Pharmacodynamic (PD) models relate drug effect to some measure of drug exposure, typically either drug dose or drug concentration. PD models can be studied during steady-state conditions or during non–steady-state conditions using a pharmacokinetic (PK)/PD modeling approach.1,2 One advantage of a PK/PD approach is that it can predict the time-course drug effect. PK/PD modeling has made an enormous contribution to IV anesthesia, and provided insight into the factors affecting the onset and offset of drug effect.3 For inhaled anesthetics, PK/PD modeling can be performed through the application of an effect compartment model, linking the measured end-tidal concentration (CET) to the measured hypnotic drug effect.4–6
Obesity is associated with important physiologic changes that can potentially affect the PK/PD profile of anesthetic gases.7 Ventilatory changes such as reductions in functional residual capacity, expiratory reserve volume, and total lung capacity are frequently seen in obese subjects.8,9 General anesthesia in this population can further alter gas exchange and right-to-left shunt fraction.8,10
The onset and offset of inhaled anesthetic drug effect might be modified by ventilatory and gas exchange alterations in obese patients. Using an electrical analog model to simulate uneven pulmonary distribution of blood and gas on induction with anesthetic gases, right-to-left shunt has been shown to produce an increase in the anesthetic tension gradient between end-tidal gas and arterial blood. This increased gradient results in a delay of induction, particularly with less-soluble anesthetics.11 Sevoflurane is a modern anesthetic frequently used in obese patients.12 Sevoflurane is poorly soluble in blood (blood/gas partition coefficient of 0.6).13 Nonetheless, the physiology of obesity suggests that induction and recovery times could be longer in obese patients receiving sevoflurane than in lean subjects.11
The aim of this study was to create a PK/PD model of sevoflurane to assess the influence of obesity and positive end-expiratory pressure (PEEP) on the onset and offset of sevoflurane hypnotic effect as measured by the bispectral index (BIS). We hypothesized that the onset and offset of sevoflurane effect expressed as the effect-site elimination rate constant (ke0) was slower in obese patients than in lean subjects. In addition, because the use of PEEP has been shown to improve functional residual capacity and arterial oxygen tension,8,14 we postulated that an improvement in ventilatory function with PEEP might result in faster equilibration between CET and effect-site sevoflurane concentration.

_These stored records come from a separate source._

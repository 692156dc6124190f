use serde::{Deserialize, Serialize};

/// Every body part the diagram can report.
#[derive(Clone, Copy, Debug, PartialEq, Eq, Hash, Serialize, Deserialize)]
pub enum BodyPart {
    Head,
    Neck,
    Chest,
    Stomach,
    Abdomen,
    #[serde(rename = "Left Arm")]
    LeftArm,
    #[serde(rename = "Right Arm")]
    RightArm,
    #[serde(rename = "Left Forearm")]
    LeftForearm,
    #[serde(rename = "Right Forearm")]
    RightForearm,
    #[serde(rename = "Left Hand")]
    LeftHand,
    #[serde(rename = "Right Hand")]
    RightHand,
    #[serde(rename = "Left Thigh")]
    LeftThigh,
    #[serde(rename = "Right Thigh")]
    RightThigh,
    #[serde(rename = "Left Leg")]
    LeftLeg,
    #[serde(rename = "Right Leg")]
    RightLeg,
    #[serde(rename = "Left Toe")]
    LeftToe,
    #[serde(rename = "Right Toe")]
    RightToe,
}

impl BodyPart {
    pub const ALL: [Self; 17] = [
        Self::Head,
        Self::Neck,
        Self::Chest,
        Self::Stomach,
        Self::Abdomen,
        Self::LeftArm,
        Self::RightArm,
        Self::LeftForearm,
        Self::RightForearm,
        Self::LeftHand,
        Self::RightHand,
        Self::LeftThigh,
        Self::RightThigh,
        Self::LeftLeg,
        Self::RightLeg,
        Self::LeftToe,
        Self::RightToe,
    ];

    /// Human readable label, identical to the serialized form.
    pub fn label(self) -> &'static str {
        match self {
            Self::Head => "Head",
            Self::Neck => "Neck",
            Self::Chest => "Chest",
            Self::Stomach => "Stomach",
            Self::Abdomen => "Abdomen",
            Self::LeftArm => "Left Arm",
            Self::RightArm => "Right Arm",
            Self::LeftForearm => "Left Forearm",
            Self::RightForearm => "Right Forearm",
            Self::LeftHand => "Left Hand",
            Self::RightHand => "Right Hand",
            Self::LeftThigh => "Left Thigh",
            Self::RightThigh => "Right Thigh",
            Self::LeftLeg => "Left Leg",
            Self::RightLeg => "Right Leg",
            Self::LeftToe => "Left Toe",
            Self::RightToe => "Right Toe",
        }
    }
}

impl std::fmt::Display for BodyPart {
    fn fmt(&self, f: &mut std::fmt::Formatter<'_>) -> std::fmt::Result {
        f.write_str(self.label())
    }
}

#[derive(Clone, Copy, Debug, PartialEq, Eq, Hash, Serialize, Deserialize)]
pub enum Gender {
    Male,
    Female,
    Other,
}

impl Gender {
    pub const ALL: [Self; 3] = [Self::Male, Self::Female, Self::Other];

    pub fn label(self) -> &'static str {
        match self {
            Self::Male => "Male",
            Self::Female => "Female",
            Self::Other => "Other",
        }
    }
}

impl std::fmt::Display for Gender {
    fn fmt(&self, f: &mut std::fmt::Formatter<'_>) -> std::fmt::Result {
        f.write_str(self.label())
    }
}

/// A tracked injury. Created once by a successful submit and never modified afterwards.
#[derive(Clone, Debug, PartialEq, Eq, Serialize, Deserialize)]
pub struct Record {
    pub id: u64,
    pub part: BodyPart,
    pub description: String,
    pub gender: Gender,
}

impl Record {
    /// One line for the tracked injuries list.
    pub fn summary(&self) -> String {
        format!(
            "Body Part: {} | Description: {} | Gender: {}",
            self.part, self.description, self.gender
        )
    }
}

#[cfg(test)]
mod tests {
    use super::*;

    #[test]
    fn test_labels_match_serialized_names() {
        for part in BodyPart::ALL {
            let json = serde_json::to_value(part).unwrap();
            assert_eq!(json, serde_json::Value::String(part.label().to_owned()));
        }
        for gender in Gender::ALL {
            let json = serde_json::to_value(gender).unwrap();
            assert_eq!(json, serde_json::Value::String(gender.label().to_owned()));
        }
    }

    #[test]
    fn test_record_wire_shape() {
        let record = Record {
            id: 1_712_280_000_000,
            part: BodyPart::LeftForearm,
            description: "bruise".to_owned(),
            gender: Gender::Female,
        };
        let json = serde_json::to_value(&record).unwrap();
        assert_eq!(
            json,
            serde_json::json!({
                "id": 1_712_280_000_000u64,
                "part": "Left Forearm",
                "description": "bruise",
                "gender": "Female",
            })
        );
    }

    #[test]
    fn test_summary_line() {
        let record = Record {
            id: 7,
            part: BodyPart::Head,
            description: "cut above eye".to_owned(),
            gender: Gender::Other,
        };
        assert_eq!(
            record.summary(),
            "Body Part: Head | Description: cut above eye | Gender: Other"
        );
    }
}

After receiving IRB approval (School of Medicine, Pontificia Universidad Católica, Santiago, Chile), and obtaining written informed consent, 15 obese patients (body mass index [BMI] >35) and 15 normal-weight patients (BMI = 20–25) scheduled to undergo general anesthesia for elective laparoscopic surgery (bariatric surgery or cholecystectomy) were prospectively studied. Patients were ASA physical status I or II, between 20 and 50 years old, and received no premedication. Exclusion criteria were any known cerebrovascular disease, long- or short-term (within the previous 24 hours) intake of any drug acting in the central nervous system, and history of adverse reaction to the study drugs.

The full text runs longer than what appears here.